WHAT NEEDS TO BE DONE:
Show me every line in the listing that has the word "models".

DATA FOR REVIEW:
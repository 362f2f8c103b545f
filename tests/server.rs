//! HTTP API tests: the router served on a loopback port, driven with reqwest.

use serde_json::{json, Value};
use std::fs;
use tempfile::TempDir;
use vmirror::config::Config;
use vmirror::models::NewSource;
use vmirror::server::{router, AppState};
use vmirror::{db, migrate};

// ─── Helpers ────────────────────────────────────────────────────────

const DUMP: &str = r#"{
  "vms": [
    { "moid": "vm-1", "name": "web01", "cluster": "prod", "power_state": "poweredOn" },
    { "moid": "vm-2", "name": "db01", "cluster": "prod", "power_state": "poweredOff" }
  ],
  "hosts": [{ "moid": "host-1", "name": "esx01", "cluster": "prod", "vm_count": 2 }]
}"#;

fn test_config(tmp: &TempDir) -> Config {
    let db_path = tmp.path().join("inventory.sqlite");
    let config_content = format!(
        r#"
[db]
path = "{}"

[sync]
interval_minutes = 0

[server]
bind = "127.0.0.1:0"
"#,
        db_path.display()
    );
    toml::from_str(&config_content).unwrap()
}

/// Serve the API on an ephemeral port with one file-backed source (id 1).
async fn start_server(tmp: &TempDir) -> String {
    let cfg = test_config(tmp);
    let dump_path = tmp.path().join("vc01.json");
    fs::write(&dump_path, DUMP).unwrap();

    let pool = db::connect(&cfg).await.unwrap();
    migrate::apply(&pool).await.unwrap();

    let state = AppState::new(&cfg, pool).unwrap();
    state
        .orchestrator()
        .store()
        .add_source(&NewSource::new("vc01.lab", "file").endpoint(dump_path.to_str().unwrap()))
        .await
        .unwrap();

    let listener = tokio::net::TcpListener::bind("127.0.0.1:0").await.unwrap();
    let addr = listener.local_addr().unwrap();
    tokio::spawn(async move {
        axum::serve(listener, router(state)).await.unwrap();
    });

    let base = format!("http://{}", addr);
    wait_for_server(&base).await;
    base
}

async fn wait_for_server(base: &str) {
    let client = reqwest::Client::new();
    let url = format!("{}/health", base);
    for _ in 0..50 {
        if let Ok(resp) = client.get(&url).send().await {
            if resp.status().is_success() {
                return;
            }
        }
        tokio::time::sleep(std::time::Duration::from_millis(100)).await;
    }
    panic!("Server did not become ready within 5 seconds");
}

// ─── Tests ──────────────────────────────────────────────────────────

#[tokio::test]
async fn test_health_and_source_listing() {
    let tmp = TempDir::new().unwrap();
    let base = start_server(&tmp).await;
    let client = reqwest::Client::new();

    let health: Value = client
        .get(format!("{}/health", base))
        .send()
        .await
        .unwrap()
        .json()
        .await
        .unwrap();
    assert_eq!(health["status"], "ok");

    let sources: Value = client
        .get(format!("{}/api/sources", base))
        .send()
        .await
        .unwrap()
        .json()
        .await
        .unwrap();
    assert_eq!(sources.as_array().unwrap().len(), 1);
    assert_eq!(sources[0]["hostname"], "vc01.lab");
    assert_eq!(sources[0]["sync_status"], "pending");
}

#[tokio::test]
async fn test_sync_wait_then_status_and_query() {
    let tmp = TempDir::new().unwrap();
    let base = start_server(&tmp).await;
    let client = reqwest::Client::new();

    let resp = client
        .post(format!("{}/api/sync", base))
        .json(&json!({ "wait": true }))
        .send()
        .await
        .unwrap();
    assert_eq!(resp.status(), 200);
    let report: Value = resp.json().await.unwrap();
    assert_eq!(report["results"][0]["status"], "completed");
    assert_eq!(report["results"][0]["stats"]["vms"], 2);

    let status: Value = client
        .get(format!("{}/api/sources/1/status", base))
        .send()
        .await
        .unwrap()
        .json()
        .await
        .unwrap();
    assert_eq!(status["sync_status"], "completed");
    assert!(status["last_sync"].is_string());

    let resp = client
        .post(format!("{}/api/query", base))
        .json(&json!({ "query": "list powered off vms" }))
        .send()
        .await
        .unwrap();
    assert_eq!(resp.status(), 200);
    let result: Value = resp.json().await.unwrap();
    assert_eq!(result["entity_type"], "vm");
    assert_eq!(result["action"], "get");
    assert_eq!(result["count"], 1);
    assert_eq!(result["data"][0]["name"], "db01");
}

#[tokio::test]
async fn test_background_sync_is_accepted() {
    let tmp = TempDir::new().unwrap();
    let base = start_server(&tmp).await;
    let client = reqwest::Client::new();

    let resp = client
        .post(format!("{}/api/sync", base))
        .json(&json!({ "source_ids": [1] }))
        .send()
        .await
        .unwrap();
    assert_eq!(resp.status(), 202);
    let body: Value = resp.json().await.unwrap();
    assert_eq!(body["status"], "accepted");

    let url = format!("{}/api/sources/1/status", base);
    let mut last = Value::Null;
    for _ in 0..50 {
        last = client.get(&url).send().await.unwrap().json().await.unwrap();
        if last["sync_status"] == "completed" {
            break;
        }
        tokio::time::sleep(std::time::Duration::from_millis(50)).await;
    }
    assert_eq!(last["sync_status"], "completed");
}

#[tokio::test]
async fn test_error_contract() {
    let tmp = TempDir::new().unwrap();
    let base = start_server(&tmp).await;
    let client = reqwest::Client::new();

    let resp = client
        .get(format!("{}/api/sources/99/status", base))
        .send()
        .await
        .unwrap();
    assert_eq!(resp.status(), 404);
    let body: Value = resp.json().await.unwrap();
    assert_eq!(body["error"]["code"], "not_found");

    let resp = client
        .post(format!("{}/api/query", base))
        .json(&json!({ "query": "   " }))
        .send()
        .await
        .unwrap();
    assert_eq!(resp.status(), 400);
    let body: Value = resp.json().await.unwrap();
    assert_eq!(body["error"]["code"], "bad_request");

    let resp = client
        .post(format!("{}/api/sync", base))
        .json(&json!({ "source_ids": [] }))
        .send()
        .await
        .unwrap();
    assert_eq!(resp.status(), 400);

    let resp = client
        .post(format!("{}/api/sync", base))
        .json(&json!({ "source_ids": [99], "wait": true }))
        .send()
        .await
        .unwrap();
    assert_eq!(resp.status(), 200);
    let report: Value = resp.json().await.unwrap();
    assert_eq!(report["results"][0]["status"], "failed");
    assert_eq!(report["results"][0]["kind"], "not_found");
}
//! Source provisioning and status commands.
//!
//! Backs `vmirror source add|list|enable|disable` and `vmirror status`.
//! Everything is printed as plain tables on stdout.

use anyhow::{bail, Context, Result};

use crate::config::Config;
use crate::db;
use crate::models::{NewSource, Source};
use crate::sqlite_store::SqliteStore;

pub async fn run_source_add(config: &Config, source: NewSource) -> Result<()> {
    if source.hostname.trim().is_empty() {
        bail!("hostname must not be empty");
    }

    let pool = db::connect(config).await?;
    let store = SqliteStore::new(pool.clone());
    let id = store
        .add_source(&source)
        .await
        .with_context(|| format!("Failed to add source '{}'", source.hostname))?;

    println!(
        "Added source {} ({}, adapter {}{})",
        id,
        source.hostname,
        source.adapter,
        if source.is_active { "" } else { ", inactive" }
    );

    pool.close().await;
    Ok(())
}

pub async fn run_source_list(config: &Config) -> Result<()> {
    let pool = db::connect(config).await?;
    let sources = SqliteStore::new(pool.clone()).list_sources().await?;

    if sources.is_empty() {
        println!("No sources configured.");
    } else {
        println!(
            "{:<5} {:<28} {:<8} {:<7} {:<10} LAST SYNC",
            "ID", "HOSTNAME", "ADAPTER", "ACTIVE", "STATUS"
        );
        for s in &sources {
            println!(
                "{:<5} {:<28} {:<8} {:<7} {:<10} {}",
                s.id,
                s.hostname,
                s.adapter,
                if s.is_active { "yes" } else { "no" },
                s.sync_status,
                last_sync_display(s)
            );
        }
    }

    pool.close().await;
    Ok(())
}

pub async fn run_source_set_active(config: &Config, id: i64, active: bool) -> Result<()> {
    let pool = db::connect(config).await?;
    let found = SqliteStore::new(pool.clone()).set_active(id, active).await?;
    pool.close().await;

    if !found {
        bail!("source {} not found", id);
    }
    println!(
        "Source {} {}.",
        id,
        if active { "enabled" } else { "disabled" }
    );
    Ok(())
}

/// Print a source's sync status and the size of its mirrored inventory.
pub async fn run_status(config: &Config, id: i64) -> Result<()> {
    let pool = db::connect(config).await?;
    let store = SqliteStore::new(pool.clone());

    let Some(source) = store.get_source(id).await? else {
        pool.close().await;
        bail!("source {} not found", id);
    };
    let counts = store.inventory_counts(id).await?;

    println!("Source {}: {}", source.id, source.hostname);
    println!("  Adapter:     {}", source.adapter);
    if let Some(endpoint) = &source.endpoint {
        println!("  Endpoint:    {}", endpoint);
    }
    println!("  Active:      {}", source.is_active);
    println!("  Status:      {}", source.sync_status);
    println!("  Last sync:   {}", last_sync_display(&source));
    if let Some(err) = &source.last_error {
        println!("  Last error:  {}", err);
    }
    println!();
    for (table, n) in counts {
        println!("  {:<18} {:>8}", table, n);
    }

    pool.close().await;
    Ok(())
}

fn last_sync_display(source: &Source) -> String {
    match source.last_sync {
        Some(at) => format_ts_relative(at.timestamp()),
        None => "never".to_string(),
    }
}

/// Format a Unix timestamp as a relative time string (e.g. "3 hours ago").
fn format_ts_relative(ts: i64) -> String {
    let now = chrono::Utc::now().timestamp();
    let delta = now - ts;

    if delta < 0 {
        return format_ts_iso(ts);
    }

    if delta < 60 {
        "just now".to_string()
    } else if delta < 3600 {
        let mins = delta / 60;
        format!("{} min{} ago", mins, if mins == 1 { "" } else { "s" })
    } else if delta < 86400 {
        let hours = delta / 3600;
        format!("{} hour{} ago", hours, if hours == 1 { "" } else { "s" })
    } else if delta < 86400 * 30 {
        let days = delta / 86400;
        format!("{} day{} ago", days, if days == 1 { "" } else { "s" })
    } else {
        format_ts_iso(ts)
    }
}

fn format_ts_iso(ts: i64) -> String {
    chrono::DateTime::from_timestamp(ts, 0)
        .map(|dt| dt.format("%Y-%m-%d %H:%M").to_string())
        .unwrap_or_else(|| ts.to_string())
}

#[cfg(test)]
mod tests {
    use super::*;

    #[test]
    fn relative_timestamps() {
        let now = chrono::Utc::now().timestamp();
        assert_eq!(format_ts_relative(now), "just now");
        assert_eq!(format_ts_relative(now - 120), "2 mins ago");
        assert_eq!(format_ts_relative(now - 3600), "1 hour ago");
        assert_eq!(format_ts_relative(now - 86400 * 3), "3 days ago");
        assert_eq!(format_ts_relative(0), "1970-01-01 00:00");
    }
}
//! `vmirror query`: ask the mirror a question from the command line.

use anyhow::{Context, Result};

use crate::config::Config;
use crate::db;
use crate::query::{QueryInterpreter, QueryResult, QueryRow};

pub async fn run_query(config: &Config, text: &str, session: &str, json: bool) -> Result<()> {
    let pool = db::connect(config).await?;
    let interpreter = QueryInterpreter::new(pool.clone(), &config.query)
        .context("Invalid [query] name pattern")?;

    let result = interpreter.interpret_in(session, text).await?;

    if json {
        println!("{}", serde_json::to_string_pretty(&result)?);
    } else {
        print_result(&result);
    }

    pool.close().await;
    Ok(())
}

fn print_result(result: &QueryResult) {
    let filters = serde_json::to_string(&result.filters).unwrap_or_default();
    println!(
        "{} {} {}",
        result.entity_type.as_str(),
        result.action.as_str(),
        filters
    );

    let Some(rows) = &result.data else {
        println!("count: {}", result.count);
        return;
    };

    if rows.is_empty() {
        println!("No results.");
        return;
    }

    for row in rows {
        println!("  [{}] {:<32} {}", row.source_id(), row.name(), detail(row));
    }
    println!("{} result{}", result.count, if result.count == 1 { "" } else { "s" });
}

fn detail(row: &QueryRow) -> String {
    let or_dash = |v: &Option<String>| v.clone().unwrap_or_else(|| "-".to_string());
    match row {
        QueryRow::Vm(vm) => format!(
            "{:<11} cluster={} host={}",
            or_dash(&vm.power_state),
            or_dash(&vm.cluster),
            or_dash(&vm.host)
        ),
        QueryRow::Host(h) => format!(
            "{:<11} cluster={} vms={}",
            or_dash(&h.connection_state),
            or_dash(&h.cluster),
            h.vm_count
        ),
        QueryRow::Datastore(ds) => format!(
            "{:<11} free={} vms={}",
            or_dash(&ds.datastore_type),
            ds.free_space.map(|f| f.to_string()).unwrap_or_else(|| "-".to_string()),
            ds.vm_count
        ),
        QueryRow::Cluster(c) => format!("hosts={} vms={}", c.num_hosts, c.num_vms),
    }
}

TASK SOLUTION:
use vmirror::models::NewSource;
use crate::models::{NewSource, Source};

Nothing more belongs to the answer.